Jean Bray, of Hailes Street, Winchcombe, discovered secret wartime letters when she was sorting correspondence belonging to her late husband, Laurence Fish.

The letters were between Lord Victor Rothschild – one of MI5’s most senior intelligence chiefs – and her husband, who was an artist working in his unit.

In one of the letters Lord Rothschild, who headed the countersabotage department, asked him to draw images of the chocolate bars to alert those in the field who might find them after a sharp-eyed British spy spotted one and raised the alarm.

Stamped “SECRET” in red letters and written from Lord Rothschild’s bunker in Parliament Street, London, the letter says: “Dear Fish, I wonder if you could do a drawing for me of an explosive slab of chocolate.
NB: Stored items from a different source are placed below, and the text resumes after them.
//! GitHub pull requests via the REST API.

use async_trait::async_trait;
use reqwest::StatusCode;
use serde::Serialize;
use tracing::info;

use super::{http_client, outcome, Created, GitServer};
use crate::error::{PrerError, Result};

/// GitHub connection settings.
#[derive(Debug, Clone, Default)]
pub struct GitHubConfig {
    /// Owner of the GitOps repository.
    pub repo_owner: String,
    /// Name of the GitOps repository.
    pub repo: String,
    /// Token with permission to open pull requests.
    pub access_token: String,
    /// GitHub Enterprise host; empty for github.com.
    pub enterprise_host: String,
    /// Full API base URL; overrides `enterprise_host` when set.
    pub api_url: Option<String>,
}

impl GitHubConfig {
    /// API base URL for the configured host.
    pub fn api_base(&self) -> String {
        if let Some(url) = &self.api_url {
            return url.trim_end_matches('/').to_string();
        }
        if self.enterprise_host.is_empty() {
            "https://api.github.com".to_string()
        } else {
            format!("https://{}/api/v3", self.enterprise_host)
        }
    }
}

#[derive(Debug, Serialize)]
struct NewPullRequest<'a> {
    title: &'a str,
    head: &'a str,
    base: &'a str,
    body: &'a str,
}

pub struct GitHubServer {
    config: GitHubConfig,
    http: reqwest::Client,
}

impl GitHubServer {
    pub fn new(config: GitHubConfig) -> Result<Self> {
        Ok(Self {
            config,
            http: http_client()?,
        })
    }
}

#[async_trait]
impl GitServer for GitHubServer {
    async fn create_pr(&self, from: &str, to: &str, title: &str, body: &str) -> Result<()> {
        if self.config.repo_owner.is_empty() || self.config.repo.is_empty() {
            return Err(PrerError::InvalidConfig(
                "github_repo_owner and github_repo are required".to_string(),
            ));
        }

        let url = format!(
            "{}/repos/{}/{}/pulls",
            self.config.api_base(),
            self.config.repo_owner,
            self.config.repo
        );
        let response = self
            .http
            .post(&url)
            .bearer_auth(&self.config.access_token)
            .header("Accept", "application/vnd.github+json")
            .json(&NewPullRequest {
                title,
                head: from,
                base: to,
                body,
            })
            .send()
            .await?;

        let status = response.status();
        let text = response.text().await.unwrap_or_default();
        match outcome(from, to, status, &text, |s, b| {
            s == StatusCode::UNPROCESSABLE_ENTITY && b.contains("A pull request already exists")
        })? {
            Created::New => info!(from, to, "created GitHub pull request"),
            Created::AlreadyOpen => info!(from, to, "GitHub pull request already exists"),
        }
        Ok(())
    }
}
We have received information that the enemy are using pound slabs of chocolate which are made of steel with a very thin covering of real chocolate.

“Inside there is high explosive and some form of delay mechanism, but we do not know what.

When you break off a piece of chocolate at one end, instead of it falling away a piece of canvas is revealed. When the chocolate is pulled sharply the canvas is also pulled and this initiates the mechanism. After seven seconds, the bomb goes off.”

Jean, aged 80, said she found them when she was sorting through the late artist’s papers to write about his life and work for her book Pick Up a Pencil.

“I have tried to find out more about this letter and the others I have from the period but I haven’t had any luck,” she said.

“Laurence knew Lord Rothschild quite well. After the war he went back to Cambridge to do his scientist work and got him to do some drawings for him.”

The exploding bars were packaged in expensive-looking black and gold paper and branded as Peter]s Chocolate. The aim of the plot was for the bars to be taken into meetings of the British War Cabinet, targeting high-ranking officials and even Winston Churchill.

But the plot was foiled by British intelligence before the bars could pose any danger to the wartime Prime Minister.

Lord Rothschild valued Laurence’s work so much that he included a section called Fish Junior in his book Random Variables but Jean said her husband never knew about it.

Laurence lived in Winchcombe for the last 15 years of his life and died in 2009 aged 89.

His commercial work and fine art has been on display at the Winds of Change Gallery in Winchcombe.